The primary legal issue for consideration was whether the court should exercise its discretion under section 2(3) of the Wills Act1 to validate an unsigned document as Stanton’s last will and testament. Specifically, the court had to determine:
- Whether the document was drafted by the deceased.
- Whether the deceased died after drafting the document.
- Whether the deceased intended the document to be his will despite the lack of signature.
The application essentially sought to circumvent the formal requirement in section 2(1)(a)(ii) of the Wills Act that a will must be signed by the testator.

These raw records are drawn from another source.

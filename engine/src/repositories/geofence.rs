//! Geofence repository.
//!
//! Zones are scanned in definition order (creation time) by the validator;
//! deactivation is logical so historical attendance keeps its context.

use async_trait::async_trait;
use sqlx::PgPool;

use crate::error::EngineError;
use crate::models::geofence::Geofence;
use crate::types::GeofenceId;

const COLUMNS: &str = "id, name, description, latitude, longitude, radius_meters, address, \
     is_active, validation_required, created_at, updated_at";

#[cfg_attr(test, mockall::automock)]
#[async_trait]
pub trait GeofenceRepositoryTrait: Send + Sync {
    /// Active zones in definition order.
    async fn list_active(&self, db: &PgPool) -> Result<Vec<Geofence>, EngineError>;

    /// Active zone by its unique name.
    async fn find_active_by_name(
        &self,
        db: &PgPool,
        name: &str,
    ) -> Result<Option<Geofence>, EngineError>;

    /// Insert a zone; duplicate names are a conflict.
    async fn insert(&self, db: &PgPool, item: &Geofence) -> Result<Geofence, EngineError>;

    /// Logical delete. Returns rows touched.
    async fn deactivate(&self, db: &PgPool, id: GeofenceId) -> Result<u64, EngineError>;
}

#[derive(Debug, Default, Clone, Copy)]
pub struct GeofenceRepository;

impl GeofenceRepository {
    pub fn new() -> Self {
        Self
    }
}

#[async_trait]
impl GeofenceRepositoryTrait for GeofenceRepository {
    async fn list_active(&self, db: &PgPool) -> Result<Vec<Geofence>, EngineError> {
        let query = format!(
            "SELECT {} FROM geofences WHERE is_active = TRUE ORDER BY created_at, name",
            COLUMNS
        );
        let rows = sqlx::query_as::<_, Geofence>(&query).fetch_all(db).await?;
        Ok(rows)
    }

    async fn find_active_by_name(
        &self,
        db: &PgPool,
        name: &str,
    ) -> Result<Option<Geofence>, EngineError> {
        let query = format!(
            "SELECT {} FROM geofences WHERE is_active = TRUE AND name = $1",
            COLUMNS
        );
        let row = sqlx::query_as::<_, Geofence>(&query)
            .bind(name)
            .fetch_optional(db)
            .await?;
        Ok(row)
    }

    async fn insert(&self, db: &PgPool, item: &Geofence) -> Result<Geofence, EngineError> {
        let query = format!(
            "INSERT INTO geofences ({}) \
             VALUES ($1, $2, $3, $4, $5, $6, $7, $8, $9, $10, $11) \
             RETURNING {}",
            COLUMNS, COLUMNS
        );
        let result = sqlx::query_as::<_, Geofence>(&query)
            .bind(item.id)
            .bind(&item.name)
            .bind(&item.description)
            .bind(item.latitude)
            .bind(item.longitude)
            .bind(item.radius_meters)
            .bind(&item.address)
            .bind(item.is_active)
            .bind(item.validation_required)
            .bind(item.created_at)
            .bind(item.updated_at)
            .fetch_one(db)
            .await;

        match result {
            Ok(row) => Ok(row),
            Err(sqlx::Error::Database(db_err)) if db_err.is_unique_violation() => Err(
                EngineError::Conflict(format!("geofence '{}' already exists", item.name)),
            ),
            Err(err) => Err(err.into()),
        }
    }

    async fn deactivate(&self, db: &PgPool, id: GeofenceId) -> Result<u64, EngineError> {
        let result =
            sqlx::query("UPDATE geofences SET is_active = FALSE, updated_at = NOW() WHERE id = $1")
                .bind(id)
                .execute(db)
                .await?;
        Ok(result.rows_affected())
    }
}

Ms Perumal sought an order to declare the amended document (Annexure “A”) as Stanton’s last will and testament and to direct the Master of the High Court to accept it for the purpose of the Administration of Estates Act.2 She argued that Stanton had personally drafted the amendments to the will to reflect her as his life partner. She further contended that Stanton’s voice message from 9 March 2023, requesting an update on the will because he had not yet seen or signed it, proved his intention for the document to be his final will. This also contradicted the executor’s claim that he had sent the amended will back in August 2022.

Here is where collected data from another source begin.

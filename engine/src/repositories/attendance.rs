//! Attendance record repository.
//!
//! The capture surface owns these rows; the engine only reads them for
//! aggregation and writes back the classification fields it owns
//! (hour split, overtime category, compliance flags).

use async_trait::async_trait;
use chrono::NaiveDate;
use rust_decimal::Decimal;
use sqlx::PgPool;

use crate::error::EngineError;
use crate::models::attendance::{AttendanceRecord, HoursClassification};
use crate::types::{AttendanceRecordId, EmployeeId};

const COLUMNS: &str = "id, employee_id, attendance_date, clock_in, clock_out, \
     clock_in_latitude, clock_in_longitude, clock_in_address, \
     clock_out_latitude, clock_out_longitude, clock_out_address, \
     work_location, work_type, status, total_hours, regular_hours, overtime_hours, \
     overtime_type, is_night_overtime, is_holiday_overtime, overtime_amount, \
     offset_hours_earned, food_allowance_eligible, food_allowance_amount, \
     is_late, late_minutes, is_early_departure, early_departure_minutes, \
     exceeds_daily_limit, exceeds_overtime_limit, notes, created_at, updated_at";

#[cfg_attr(test, mockall::automock)]
#[async_trait]
pub trait AttendanceRepositoryTrait: Send + Sync {
    /// All records of an employee in [start, end], ordered by date.
    async fn list_for_period(
        &self,
        db: &PgPool,
        employee_id: EmployeeId,
        start_date: NaiveDate,
        end_date: NaiveDate,
    ) -> Result<Vec<AttendanceRecord>, EngineError>;

    /// The record of an employee on a date (unique per employee + date).
    async fn find_by_employee_date(
        &self,
        db: &PgPool,
        employee_id: EmployeeId,
        date: NaiveDate,
    ) -> Result<Option<AttendanceRecord>, EngineError>;

    /// Write back the engine-owned classification fields. Returns rows
    /// touched.
    async fn update_classification(
        &self,
        db: &PgPool,
        id: AttendanceRecordId,
        classification: &HoursClassification,
        offset_hours_earned: Decimal,
    ) -> Result<u64, EngineError>;
}

#[derive(Debug, Default, Clone, Copy)]
pub struct AttendanceRepository;

impl AttendanceRepository {
    pub fn new() -> Self {
        Self
    }
}

#[async_trait]
impl AttendanceRepositoryTrait for AttendanceRepository {
    async fn list_for_period(
        &self,
        db: &PgPool,
        employee_id: EmployeeId,
        start_date: NaiveDate,
        end_date: NaiveDate,
    ) -> Result<Vec<AttendanceRecord>, EngineError> {
        let query = format!(
            "SELECT {} FROM attendance_records \
             WHERE employee_id = $1 AND attendance_date >= $2 AND attendance_date <= $3 \
             ORDER BY attendance_date",
            COLUMNS
        );
        let rows = sqlx::query_as::<_, AttendanceRecord>(&query)
            .bind(employee_id)
            .bind(start_date)
            .bind(end_date)
            .fetch_all(db)
            .await?;
        Ok(rows)
    }

    async fn find_by_employee_date(
        &self,
        db: &PgPool,
        employee_id: EmployeeId,
        date: NaiveDate,
    ) -> Result<Option<AttendanceRecord>, EngineError> {
        let query = format!(
            "SELECT {} FROM attendance_records \
             WHERE employee_id = $1 AND attendance_date = $2",
            COLUMNS
        );
        let row = sqlx::query_as::<_, AttendanceRecord>(&query)
            .bind(employee_id)
            .bind(date)
            .fetch_optional(db)
            .await?;
        Ok(row)
    }

    async fn update_classification(
        &self,
        db: &PgPool,
        id: AttendanceRecordId,
        classification: &HoursClassification,
        offset_hours_earned: Decimal,
    ) -> Result<u64, EngineError> {
        let result = sqlx::query(
            "UPDATE attendance_records \
             SET total_hours = $1, regular_hours = $2, overtime_hours = $3, \
                 overtime_type = $4, is_night_overtime = $5, is_holiday_overtime = $6, \
                 offset_hours_earned = $7, exceeds_daily_limit = $8, \
                 exceeds_overtime_limit = $9, updated_at = NOW() \
             WHERE id = $10",
        )
        .bind(classification.total_hours)
        .bind(classification.regular_hours)
        .bind(classification.overtime_hours)
        .bind(classification.overtime_type)
        .bind(classification.is_night_overtime)
        .bind(classification.is_holiday_overtime)
        .bind(offset_hours_earned)
        .bind(classification.exceeds_daily_limit)
        .bind(classification.exceeds_overtime_limit)
        .bind(id)
        .execute(db)
        .await?;
        Ok(result.rows_affected())
    }
}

Ms van der Colf opposed the application, arguing that there were material disputes of fact that prevented the court from making a decision. Her primary argument was that because Stanton had not signed the amended will after it was allegedly sent back to him, he must have changed his mind and did not intend for the document to be his final will. The court noted that this was a speculative argument.3
The court upheld the application and declared Annexure “A” as the last will and testament of Stanton. It ordered the Master of the High Court to accept it and ordered Ms van der Colf to pay Ms Perumal’s legal costs.

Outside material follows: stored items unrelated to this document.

//! Collaborator seams.
//!
//! The employee directory and the notification channel live outside this
//! engine. Services hold them as trait objects injected at construction;
//! notification failures are logged and never roll back engine state.

use async_trait::async_trait;

use crate::error::EngineError;
use crate::models::leave::LeaveRequest;
use crate::models::timesheet::Timesheet;
use crate::types::EmployeeId;

/// Resolves reporting lines and roles. Backed by the employee service of
/// the surrounding HR system.
#[cfg_attr(test, mockall::automock)]
#[async_trait]
pub trait EmployeeDirectory: Send + Sync {
    /// Direct line manager of an employee, if one is assigned.
    async fn line_manager_of(
        &self,
        employee_id: EmployeeId,
    ) -> Result<Option<EmployeeId>, EngineError>;

    /// Whether the actor holds the HR/admin override role.
    async fn is_hr(&self, actor_id: EmployeeId) -> Result<bool, EngineError>;

    /// Notification address of an employee.
    async fn email_of(&self, employee_id: EmployeeId) -> Result<Option<String>, EngineError>;
}

/// Outbound notification channel (mail, push, ...). Fire-and-forget from
/// the engine's perspective.
#[cfg_attr(test, mockall::automock)]
#[async_trait]
pub trait Notifier: Send + Sync {
    /// A new leave request awaits the manager's decision.
    async fn leave_requested(
        &self,
        request: &LeaveRequest,
        manager_email: &str,
    ) -> Result<(), EngineError>;

    /// A leave request was approved or rejected.
    async fn leave_decided(&self, request: &LeaveRequest) -> Result<(), EngineError>;

    /// A timesheet moved through its approval workflow.
    async fn timesheet_status_changed(&self, timesheet: &Timesheet) -> Result<(), EngineError>;
}

/// Notifier that drops everything; for hosts without a delivery channel.
#[derive(Debug, Default, Clone, Copy)]
pub struct NoopNotifier;

#[async_trait]
impl Notifier for NoopNotifier {
    async fn leave_requested(
        &self,
        _request: &LeaveRequest,
        _manager_email: &str,
    ) -> Result<(), EngineError> {
        Ok(())
    }

    async fn leave_decided(&self, _request: &LeaveRequest) -> Result<(), EngineError> {
        Ok(())
    }

    async fn timesheet_status_changed(&self, _timesheet: &Timesheet) -> Result<(), EngineError> {
        Ok(())
    }
}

The court applied the legal principles of section 2(3) of the Wills Act, which allows a court to order the Master to accept a document as a will, even if it does not meet all the formal requirements. This is possible as long as the court is satisfied that the deceased intended the document to be their will. The court confirmed that the purpose of this section is to ensure that a testator’s genuine intention is not undermined by failure to comply with formalities. To succeed under section 2(3), the court noted that an applicant must prove, on a balance of probabilities, three things:
- The document was drafted or executed by the deceased.
- The deceased has since died.
- The deceased intended the document to be their will.
The court found that the first two requirements were met, as Stanton had drafted the changes himself and had passed away. It then focused on the third requirement, and concluded that Stanton’s intention was “self-evident.” Key undisputed facts supported this: Stanton personally drafted the amendments, which referred to the Ms Perumal as his life partner and made provisions for her. He had also sent a message indicating the changes needed to be made before he could sign. Most importantly, the court noted a voice message Stanton left for the first respondent a month before his death. In the message, he inquired about the amended will, as he had not seen it. The court found this “completely destroyed” Ms van der Colf’s argument that Stanton had changed his mind, and demonstrated his continued intention and a “sense of urgency.”
Author’s opinion
I’ve written about wills before, and I will certainly do so again in the near future, given their importance. In this case, the court’s decision was sound and was a great application of section 2(3) of the Wills Act. It rightly identified the section’s purpose to prevent the frustration of a testator’s genuine intent due to a lack of formal compliance and effectively dismantled the second respondent’s argument, which was based on speculation rather than concrete evidence. By focusing on indisputable facts, particularly the voice message left by the deceased a month before his death, the court was able to establish his clear and continuous intention for the amended document to be his final will.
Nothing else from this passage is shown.